Relapse is part of the recovery process. Sometimes, we humans, just need to get worse before we get better. My own personal take on this concept goes something like this- I love coconut. Like, I really love coconut. When I eat coconut I get really bad welts in my mouth, my throat gets insanely itchy, and I get these really painful pimples on the sides of my face or on the back of my neck and shoulders. When I use products with coconut in them, like shampoos, body washes, or lotions, I also get painful scabs, sores, welts, and pimples on my scalp and parts of my body that can last from mere days to weeks. Funny thing is, I went through this insanity stage that lasted many (many) years where I would use or eat coconut products, which was followed by this 'known' painful and unpleasant reactive phase, then turn around and do it again after giving myself a few months 'to rest' in between. I just somehow expected my body to suddenly not mind coconut anymore. In case you have never heard the definition of insanity, it is doing the same thing over and over again expecting a different result. During one of my reactive phases, when I was once again covered in sores on my scalp from using... you guessed it, coconut products, I happened to complain out loud to a coworker about my 'dilemma' with coconut. She looked me right in the eyes and said, 'That is self abuse'. I was stunned speechless. How could I have not seen it like that before?! Every time I would work hard at knowing and accepting the truth that coconut is not good for me, that it literally harms me, I would make a conscious choice to go right back to coconut expecting the outcome to be different. That is relapse. And, I am embarrassed to admit, I still choose to eat coconut now and again.

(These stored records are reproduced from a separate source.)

use super::consensus::MajorityVoteGenerator;
use super::OutputGenerator;
use crate::engine_call::{object, run_builtin};
use crate::errors::Result;
use job_domain::{DataType, ExampleRecord, JobRecord, JobSetting, JsonObject};
use llm_providers::{BuiltinTemplate, EngineFactory};
use serde_json::{json, Value as JsonValue};
use std::sync::Arc;

/// Genera pares (entrada, salida) nuevos para un job en dos fases:
/// entradas propuestas por el motor y salidas por consenso.
pub struct ExampleGenerator {
  factory: Arc<dyn EngineFactory>,
  voter: MajorityVoteGenerator,
}

impl ExampleGenerator {
  pub fn new(factory: Arc<dyn EngineFactory>, voter: MajorityVoteGenerator) -> Self {
    Self { factory, voter }
  }

  /// Fase 1: hasta `num_items` entradas nuevas. La no repetición se pide en
  /// el prompt; aquí no se filtra contra el pool.
  pub async fn propose_inputs(&self, job: &JobRecord, num_items: usize) -> Result<Vec<JsonObject>> {
    let existing: Vec<JsonValue> = job.example_records.iter().map(|r| JsonValue::Object(r.input().clone())).collect();
    let request = object([("instruction", json!(job.instruction.clone().unwrap_or_default())),
                          ("num_examples", json!(num_items)),
                          ("input_example", JsonValue::Array(existing))]);
    let out = run_builtin(self.factory.as_ref(), BuiltinTemplate::ExtendInputs, request).await?;
    let proposed = out.output.get("outputs").and_then(JsonValue::as_array).cloned().unwrap_or_default();
    let inputs: Vec<JsonObject> = proposed.into_iter()
                                          .filter_map(|v| match v {
                                            JsonValue::Object(o) => Some(o),
                                            other => {
                                              log::warn!("Entrada propuesta descartada (no es objeto): {}", other);
                                              None
                                            }
                                          })
                                          .take(num_items)
                                          .collect();
    Ok(inputs)
  }

  /// Genera los registros sin añadirlos al pool. Cada salida pasa por el
  /// votador, que registra su evento `generation` en el job; el registro
  /// guarda ese evento como procedencia.
  pub async fn generate(&self, job: &mut JobRecord, num_items: usize) -> Result<Vec<ExampleRecord>> {
    let inputs = self.propose_inputs(job, num_items).await?;
    let mut records = Vec::with_capacity(inputs.len());
    for input in inputs {
      let (output, metrics, event) = self.voter.generate_logged(job, &input, &JobSetting::default()).await?;
      let mut record = ExampleRecord::new(input, output).with_provenance(Some(event.event_id),
                                                                         metrics.verification_type,
                                                                         metrics.reliability,
                                                                         DataType::Synthetic);
      record.version = job.version;
      records.push(record);
    }
    Ok(records)
  }
}
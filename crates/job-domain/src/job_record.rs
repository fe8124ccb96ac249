// job_record.rs
// Raíz de agregado: esquemas, instrucción, ejemplos, historial de versiones
// y bitácoras en memoria pendientes de persistir.
use crate::example_record::{Example, ExampleRecord};
use crate::io_model::{io_hash, IoModel};
use crate::DomainError;
use chrono::Utc;
use job_log::{Event, EventType, ExampleRef, GenerationEntry};
use llm_providers::{JobPrompt, JsonObject, PromptExample};
use serde::{Deserialize, Serialize};
use serde_json::{json, Value as JsonValue};
use uuid::Uuid;

/// Variante de ejecución de un job: instrucción y/o subconjunto de ejemplos
/// distintos a los actuales.
#[derive(Debug, Clone, PartialEq, Default, Serialize, Deserialize)]
pub struct JobSetting {
  #[serde(default, skip_serializing_if = "Option::is_none")]
  pub instruction: Option<String>,
  #[serde(default, skip_serializing_if = "Option::is_none")]
  pub example_ids: Option<Vec<String>>,
}

impl JobSetting {
  pub fn with_instruction(instruction: impl Into<String>) -> Self {
    Self { instruction: Some(instruction.into()),
           example_ids: None }
  }

  pub fn with_examples(instruction: Option<String>, example_ids: Vec<String>) -> Self {
    Self { instruction,
           example_ids: Some(example_ids) }
  }

  pub fn to_json(&self) -> JsonValue {
    serde_json::to_value(self).unwrap_or(JsonValue::Null)
  }
}

#[derive(Debug, Clone, PartialEq, Serialize, Deserialize)]
pub struct JobRecord {
  pub idx: String,
  #[serde(default)]
  pub job_name: Option<String>,
  #[serde(default)]
  pub version: u32,
  #[serde(default)]
  pub is_explicit: bool,
  #[serde(default)]
  pub config: JsonValue,
  pub input_model: IoModel,
  pub output_model: IoModel,
  #[serde(default)]
  pub example_records: Vec<ExampleRecord>,
  #[serde(default)]
  pub instruction: Option<String>,
  #[serde(default)]
  pub version_history: Vec<JsonValue>,
  #[serde(default)]
  pub generation_log: Vec<GenerationEntry>,
  #[serde(default)]
  pub event_log: Vec<Event>,
}

impl JobRecord {
  pub fn new(job_name: Option<String>, input_model: IoModel, output_model: IoModel, instruction: Option<String>) -> Self {
    Self { idx: Uuid::new_v4().simple().to_string(),
           job_name,
           version: 0,
           is_explicit: false,
           config: json!({}),
           input_model,
           output_model,
           example_records: Vec::new(),
           instruction,
           version_history: Vec::new(),
           generation_log: Vec::new(),
           event_log: Vec::new() }
  }

  pub fn io_hash(&self) -> String {
    io_hash(&self.input_model, &self.output_model, self.instruction.as_deref())
  }

  pub fn log_event(&mut self, event: Event) {
    self.event_log.push(event);
  }

  pub fn record_by_input(&self, input: &JsonObject) -> Option<&ExampleRecord> {
    self.example_records.iter().find(|r| r.input() == input)
  }

  pub fn record(&self, example_id: &str) -> Option<&ExampleRecord> {
    self.example_records.iter().find(|r| r.idx == example_id)
  }

  pub fn record_mut(&mut self, example_id: &str) -> Option<&mut ExampleRecord> {
    self.example_records.iter_mut().find(|r| r.idx == example_id)
  }

  /// Registra una generación: un evento `generation` (con `example_id` si la
  /// entrada ya es un ejemplo) y su par entrada/salida enlazado.
  pub fn log_generation(&mut self, input: &JsonObject, output: &JsonObject, metrics: JsonValue, setting: &JobSetting) -> Event {
    let example_id = self.record_by_input(input).map(|r| r.idx.clone());
    let event = Event::from_generation(metrics, setting.to_json(), example_id).with_version(self.version);
    self.generation_log.push(GenerationEntry { event_id: event.event_id.clone(),
                                               input: JsonValue::Object(input.clone()),
                                               output: JsonValue::Object(output.clone()) });
    self.log_event(event.clone());
    event
  }

  /// Añade un ejemplo si su entrada no existe todavía. Un duplicado se ignora
  /// sin registrar evento; devuelve si se añadió.
  pub fn add_example(&mut self, record: ExampleRecord) -> bool {
    if self.record_by_input(record.input()).is_some() {
      log::debug!("Ejemplo duplicado ignorado en job {}", self.idx);
      return false;
    }
    let mut event = Event::new(EventType::ExampleAdd).with_example(ExampleRef::One(record.idx.clone()), Some(record.version))
                                                     .with_version(self.version);
    if let Some(gen) = &record.gen_event_id {
      event = event.with_ref(gen.clone());
    }
    self.example_records.push(record);
    self.log_event(event);
    true
  }

  /// Ejemplos por id (en orden del pool); `None` devuelve todos.
  pub fn get_examples(&self, example_ids: Option<&[String]>) -> Vec<Example> {
    self.example_records
        .iter()
        .filter(|r| example_ids.map_or(true, |ids| ids.iter().any(|id| *id == r.idx)))
        .map(|r| r.example.clone())
        .collect()
  }

  /// Ids de ejemplos fijados por la última versión explícita, si hay.
  pub fn pinned_example_ids(&self) -> Option<Vec<String>> {
    self.config
        .get("example_ids")
        .and_then(|v| serde_json::from_value::<Vec<String>>(v.clone()).ok())
  }

  /// Prompt del job para una variante. Lo que la variante no fija se toma
  /// del job; sin ejemplos fijados se usan todos los del pool.
  pub fn prompt_for(&self, setting: &JobSetting) -> JobPrompt {
    let ids = setting.example_ids.clone().or_else(|| self.pinned_example_ids());
    let examples = self.get_examples(ids.as_deref()).iter().map(PromptExample::from).collect();
    JobPrompt { instruction: setting.instruction.clone().or_else(|| self.instruction.clone()),
                input_schema: self.input_model.template_schema(),
                output_schema: self.output_model.template_schema(),
                input_keys: self.input_model.keys(),
                output_keys: self.output_model.keys(),
                examples }
  }

  /// Promueve explícitamente una variante a nueva versión del job. Es la
  /// única vía por la que cambia `version`.
  pub fn add_version(&mut self, setting: &JobSetting, metrics: Option<JsonValue>) -> Result<u32, DomainError> {
    if let Some(ids) = &setting.example_ids {
      if let Some(missing) = ids.iter().find(|id| self.record(id).is_none()) {
        return Err(DomainError::NotFound(format!("ejemplo {} en job {}", missing, self.idx)));
      }
    }
    self.version += 1;
    if let Some(instr) = &setting.instruction {
      self.instruction = Some(instr.clone());
    }
    if let Some(ids) = &setting.example_ids {
      if !self.config.is_object() {
        self.config = json!({});
      }
      self.config["example_ids"] = json!(ids);
    }
    self.version_history.push(json!({
      "version": self.version,
      "timestamp": Utc::now().to_rfc3339(),
      "instruction": self.instruction,
      "example_ids": self.pinned_example_ids(),
      "metrics": metrics,
    }));
    self.log_event(Event::new(EventType::JobUpdate).with_version(self.version).with_extra(setting.to_json()));
    Ok(self.version)
  }

  pub fn rollback(&mut self, version: u32) -> Result<(), DomainError> {
    Err(DomainError::Unsupported(format!("rollback a la versión {}", version)))
  }
}

/// Contenido de `metadata.json`: el job sin ejemplos, historial ni bitácoras.
#[derive(Debug, Clone, PartialEq, Serialize, Deserialize)]
pub struct JobMetadata {
  pub idx: String,
  pub job_name: Option<String>,
  pub version: u32,
  pub is_explicit: bool,
  pub config: JsonValue,
  pub input_model: IoModel,
  pub output_model: IoModel,
  pub instruction: Option<String>,
  pub io_hash: String,
}

impl JobMetadata {
  pub fn from_job(job: &JobRecord) -> Self {
    Self { idx: job.idx.clone(),
           job_name: job.job_name.clone(),
           version: job.version,
           is_explicit: job.is_explicit,
           config: job.config.clone(),
           input_model: job.input_model.clone(),
           output_model: job.output_model.clone(),
           instruction: job.instruction.clone(),
           io_hash: job.io_hash() }
  }

  pub fn into_job(self, example_records: Vec<ExampleRecord>, version_history: Vec<JsonValue>) -> JobRecord {
    JobRecord { idx: self.idx,
                job_name: self.job_name,
                version: self.version,
                is_explicit: self.is_explicit,
                config: self.config,
                input_model: self.input_model,
                output_model: self.output_model,
                example_records,
                instruction: self.instruction,
                version_history,
                generation_log: Vec::new(),
                event_log: Vec::new() }
  }
}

Maybe for you, relapse is spending long months invested and committed to a healthy diet plan...one that you are even succeeding at, only to find yourself (by yourself) two layers deep in a triple layer death-by-chocolate cake with no intention of putting down the fork. Or maybe you have succeeded at not becoming involved again with red flag men. You did all the hard work, you worked all the steps it took to get yourself free from the vice of those types of relationships, and now... relapse. You find yourself looking across the table at a red flag man with a snicker on his face waiting for you to pay the bill and put out after. Or maybe you have managed to stay sober for a number of months, you have earned your 18 month chip, you proved to yourself, to your family, your friends, and to your recovery community that you are on the good path- for good, only to find yourself waking up with an empty booze bottle snuggled up against your chest and a fierce headache to remind you of your new reality... relapse.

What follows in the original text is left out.